A classic italian Christmas cookie. Much Expensive. Such Tasty.

These overcook quickly. You want them to be chewy, so check after 15 minutes, just in case your oven is too potent.

  • 30 cookies
  • 20 minutes
  • 20-22 minutes

Ingredients

Cookies

  • 4 3/4 cup almond flour
  • 2 1/4 cup sugar, divided
  • 1 tablespoon almond extract
  • 2 eggs lightly beaten
  • pinch salt Topping
  • 1 egg white
  • 1 spoon water
  • 1/2 cup pine nuts

Directions

  1. Preheat the oven to 340°F, and prep two baking sheets with parchment paper.
  2. Add eggs and half of the sugar to a bowl.
  3. If you are very strong, beat this mix until it is light and fluffy.

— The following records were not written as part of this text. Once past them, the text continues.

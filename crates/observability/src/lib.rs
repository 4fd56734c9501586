//! `opsdesk-observability` — shared tracing/logging setup.

use tracing_subscriber::EnvFilter;

/// Initialize tracing/logging for the process.
///
/// Safe to call multiple times (subsequent calls are no-ops). Filtering is
/// driven by `RUST_LOG`; the default keeps the client quiet apart from
/// warnings and the access-layer's own info events.
pub fn init() {
    let filter = EnvFilter::try_from_default_env()
        .unwrap_or_else(|_| EnvFilter::new("warn,opsdesk=info"));

    let _ = tracing_subscriber::fmt()
        .with_env_filter(filter)
        .with_target(true)
        .compact()
        .try_init();
}
//! Strongly-typed identifiers used across the client.

use core::str::FromStr;
use serde::{Deserialize, Serialize};
use uuid::Uuid;

use crate::error::CoreError;

/// Identifier of a company (the multi-tenant boundary).
#[derive(Debug, Copy, Clone, PartialEq, Eq, Hash, Serialize, Deserialize)]
#[serde(transparent)]
pub struct CompanyId(Uuid);

/// Identifier of a user (the authenticated identity).
#[derive(Debug, Copy, Clone, PartialEq, Eq, Hash, Serialize, Deserialize)]
#[serde(transparent)]
pub struct UserId(Uuid);

macro_rules! impl_uuid_newtype {
    ($t:ty, $name:literal) => {
        impl $t {
            /// Create a new identifier.
            ///
            /// Uses UUIDv7 (time-ordered). Prefer passing IDs explicitly in tests
            /// for determinism.
            pub fn new() -> Self {
                Self(Uuid::now_v7())
            }
        }

        impl core::fmt::Display for $t {
            fn fmt(&self, f: &mut core::fmt::Formatter<'_>) -> core::fmt::Result {
                core::fmt::Display::fmt(&self.0, f)
            }
        }

        impl FromStr for $t {
            type Err = CoreError;

            fn from_str(s: &str) -> Result<Self, Self::Err> {
                let uuid = Uuid::from_str(s)
                    .map_err(|e| CoreError::invalid_id(format!("{}: {}", $name, e)))?;
                Ok(Self(uuid))
            }
        }
    };
}

impl_uuid_newtype!(CompanyId, "CompanyId");
impl_uuid_newtype!(UserId, "UserId");

#[cfg(test)]
mod tests {
    use super::*;

    #[test]
    fn parsing_round_trips_through_display() {
        let id = CompanyId::new();
        let parsed: CompanyId = id.to_string().parse().unwrap();
        assert_eq!(parsed, id);
    }

    #[test]
    fn malformed_input_names_the_id_type() {
        let err = "not-a-uuid".parse::<UserId>().unwrap_err();
        let CoreError::InvalidId(msg) = err;
        assert!(msg.starts_with("UserId"));
    }
}
//! Static route table.
//!
//! Every page route declares its admission requirement here; the guard in
//! `opsdesk-auth` evaluates it on each navigation. Pre-auth routes (login
//! family, the expiry pages) carry no requirement.

use opsdesk_auth::{admit, RouteDecision, RouteRequirement, Session};
use opsdesk_core::RoutePath;

/// Path prefix of the login family ("/auth", "/auth/forgot-password", …).
pub const LOGIN_FAMILY: &str = "/auth";

/// Every page the shell can navigate to.
#[derive(Debug, Clone, Copy, PartialEq, Eq)]
pub enum Route {
    Login,
    Dashboard,
    Unauthorized,
    SubscriptionExpired,
    SubscriptionStatus,
    Issues,
    IssueCreate,
    Inventory,
    Users,
    Roles,
    Departments,
    Services,
    Payments,
    CompanySettings,
}

impl Route {
    pub fn path(&self) -> RoutePath {
        RoutePath::new(match self {
            Route::Login => "/auth",
            Route::Dashboard => "/dashboard",
            Route::Unauthorized => "/unauthorized",
            Route::SubscriptionExpired => "/subscription-expired",
            Route::SubscriptionStatus => "/users/subscription-status",
            Route::Issues => "/issues",
            Route::IssueCreate => "/issues/new",
            Route::Inventory => "/inventory",
            Route::Users => "/users",
            Route::Roles => "/roles",
            Route::Departments => "/departments",
            Route::Services => "/services",
            Route::Payments => "/payments",
            Route::CompanySettings => "/company",
        })
    }

    /// Admission requirement, or `None` for pre-auth routes.
    pub fn requirement(&self) -> Option<RouteRequirement> {
        match self {
            Route::Login | Route::Unauthorized | Route::SubscriptionExpired => None,
            Route::SubscriptionStatus | Route::Dashboard => {
                Some(RouteRequirement::authenticated())
            }
            Route::Issues => Some(RouteRequirement::permissions(["issue:view"])),
            Route::IssueCreate => Some(RouteRequirement::permissions(["issue:create"])),
            Route::Inventory => Some(RouteRequirement::permissions(["inventory:view"])),
            Route::Users => Some(RouteRequirement::permissions(["user:manage"])),
            Route::Roles => Some(
                RouteRequirement::permissions(["role:manage"]).with_roles(["ADMIN"]),
            ),
            Route::Departments => Some(RouteRequirement::permissions(["department:manage"])),
            Route::Services => Some(RouteRequirement::permissions(["service:manage"])),
            Route::Payments => Some(RouteRequirement::permissions(["payment:view"])),
            Route::CompanySettings => Some(
                RouteRequirement::permissions(["company:manage"]).with_roles(["ADMIN"]),
            ),
        }
    }

    /// Run the guard for this route against the current session.
    ///
    /// Pre-auth routes always render.
    pub fn decide(&self, session: Option<&Session>) -> RouteDecision {
        match self.requirement() {
            None => RouteDecision::Render,
            Some(requirement) => admit(&requirement, session),
        }
    }

    pub const ALL: &'static [Route] = &[
        Route::Login,
        Route::Dashboard,
        Route::Unauthorized,
        Route::SubscriptionExpired,
        Route::SubscriptionStatus,
        Route::Issues,
        Route::IssueCreate,
        Route::Inventory,
        Route::Users,
        Route::Roles,
        Route::Departments,
        Route::Services,
        Route::Payments,
        Route::CompanySettings,
    ];
}

#[cfg(test)]
mod tests {
    use std::collections::HashSet;

    use opsdesk_auth::{Permission, Role};
    use opsdesk_core::{CompanyId, UserId};

    use super::*;

    fn session(role: &'static str, perms: &[&'static str]) -> Session {
        Session {
            user_id: UserId::new(),
            role_name: Role::new(role),
            permissions: perms.iter().map(|p| Permission::new(*p)).collect(),
            company_id: CompanyId::new(),
            company_name: "Acme Facilities".to_string(),
        }
    }

    #[test]
    fn declared_permissions_are_all_in_the_known_catalog() {
        // A typo in the route table would otherwise surface as a page
        // nobody can ever open.
        for route in Route::ALL {
            let Some(requirement) = route.requirement() else {
                continue;
            };
            for permission in &requirement.allowed_permissions {
                assert!(
                    permission.is_known(),
                    "route {route:?} declares unknown permission '{permission}'"
                );
            }
        }
    }

    #[test]
    fn route_paths_are_unique() {
        let paths: HashSet<_> = Route::ALL.iter().map(|r| r.path()).collect();
        assert_eq!(paths.len(), Route::ALL.len());
    }

    #[test]
    fn pre_auth_routes_render_without_session() {
        assert_eq!(Route::Login.decide(None), RouteDecision::Render);
        assert_eq!(Route::SubscriptionExpired.decide(None), RouteDecision::Render);
    }

    #[test]
    fn authenticated_route_redirects_without_session() {
        assert_eq!(Route::Dashboard.decide(None), RouteDecision::RedirectToLogin);
    }

    #[test]
    fn operator_cannot_open_role_management() {
        let s = session("OPERATOR", &["issue:create", "issue:view"]);
        assert_eq!(Route::Roles.decide(Some(&s)), RouteDecision::Unauthorized);
        assert_eq!(Route::Issues.decide(Some(&s)), RouteDecision::Render);
    }
}
//! Module gate.
//!
//! Guards a feature's content (not a whole route) behind the company's
//! subscribed-module list. The gate never fetches and never blocks: it is a
//! pure view over already-fetched [`CompanyInfo`]. When the fetch itself
//! failed, the owning page decides what to render instead of the gate.

use serde::Serialize;

use opsdesk_core::{ModuleId, RoutePath};

use crate::{info::CompanyInfo, registry::module_label};

/// Route the fallback panel links back to.
pub const SAFE_DEFAULT_ROUTE: &str = "/dashboard";

/// Content of the "not subscribed" fallback panel.
#[derive(Debug, Clone, PartialEq, Eq, Serialize)]
pub struct FallbackPanel {
    pub module: ModuleId,
    /// Message naming the module by its display label.
    pub message: String,
    /// Link back to a safe default page.
    pub back_link: RoutePath,
}

/// Render state of a module-gated feature.
#[derive(Debug, Clone, PartialEq, Eq, Serialize)]
pub enum GateState {
    /// Company info has not been fetched yet.
    Loading,
    /// The company is not subscribed to the module; show the panel.
    NotSubscribed(FallbackPanel),
    /// Render the real content.
    Subscribed,
}

/// Decide the render state for a module-gated feature.
pub fn gate(required: &ModuleId, company: Option<&CompanyInfo>) -> GateState {
    let Some(company) = company else {
        return GateState::Loading;
    };

    if company.is_subscribed(required) {
        GateState::Subscribed
    } else {
        let label = module_label(required);
        tracing::debug!(module = %required, %label, "module not subscribed; showing fallback");
        GateState::NotSubscribed(FallbackPanel {
            module: required.clone(),
            message: format!("{label} is not part of your company's subscription."),
            back_link: RoutePath::new(SAFE_DEFAULT_ROUTE),
        })
    }
}

#[cfg(test)]
mod tests {
    use std::collections::HashSet;

    use chrono::NaiveDate;

    use opsdesk_core::CompanyId;

    use super::*;
    use crate::info::SubscriptionWindow;

    fn company(modules: &[&'static str]) -> CompanyInfo {
        CompanyInfo {
            company_id: CompanyId::new(),
            company_name: "Acme Facilities".to_string(),
            subscribed_modules: modules.iter().map(|m| ModuleId::new(*m)).collect(),
            subscription: SubscriptionWindow {
                start: NaiveDate::from_ymd_opt(2026, 1, 1).unwrap(),
                end: NaiveDate::from_ymd_opt(2026, 12, 31).unwrap(),
            },
            is_active: true,
        }
    }

    #[test]
    fn loading_iff_company_info_absent() {
        let required = ModuleId::new("inventory");
        assert_eq!(gate(&required, None), GateState::Loading);
    }

    #[test]
    fn subscribed_module_renders_content() {
        let required = ModuleId::new("inventory");
        let info = company(&["inventory", "issueReporting"]);
        assert_eq!(gate(&required, Some(&info)), GateState::Subscribed);
    }

    #[test]
    fn missing_module_shows_fallback_naming_the_module() {
        // Company bought inventory only; the issue-reporting panel must show
        // the fallback and name the module "Issues".
        let required = ModuleId::new("issueReporting");
        let info = company(&["inventory"]);

        let GateState::NotSubscribed(panel) = gate(&required, Some(&info)) else {
            panic!("expected fallback panel");
        };
        assert!(panel.message.contains("Issues"));
        assert_eq!(panel.back_link.as_str(), SAFE_DEFAULT_ROUTE);
        assert_eq!(panel.module, required);
    }

    #[test]
    fn empty_subscription_set_blocks_everything() {
        let info = company(&[]);
        for id in ["inventory", "issueReporting", "payments"] {
            let state = gate(&ModuleId::new(id), Some(&info));
            assert!(matches!(state, GateState::NotSubscribed(_)));
        }
    }
}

If you are smart and blessed with a stand mixer, use that.
  4. Add almond flour, the remaining sugar, the salt, and the almond extract.
  5. Mix it all up. The mix should be stiff, but not dry.
  6. Mix egg white with spoonful of water, and put it in a small bowl. Lay out pine nuts in a shallow container.
  7. Pull out balls of dough slightly smaller than a golf ball.
  8. Make them round, then dip the top in the diluted egg-white, then roll it in the pine nuts so they stick to the top.
  9. Place it on the tray, and slightly flatten.
  10. Bake 20ish minutes, but check at 15 in case your oven is too exuberent. Should have a really light brown color.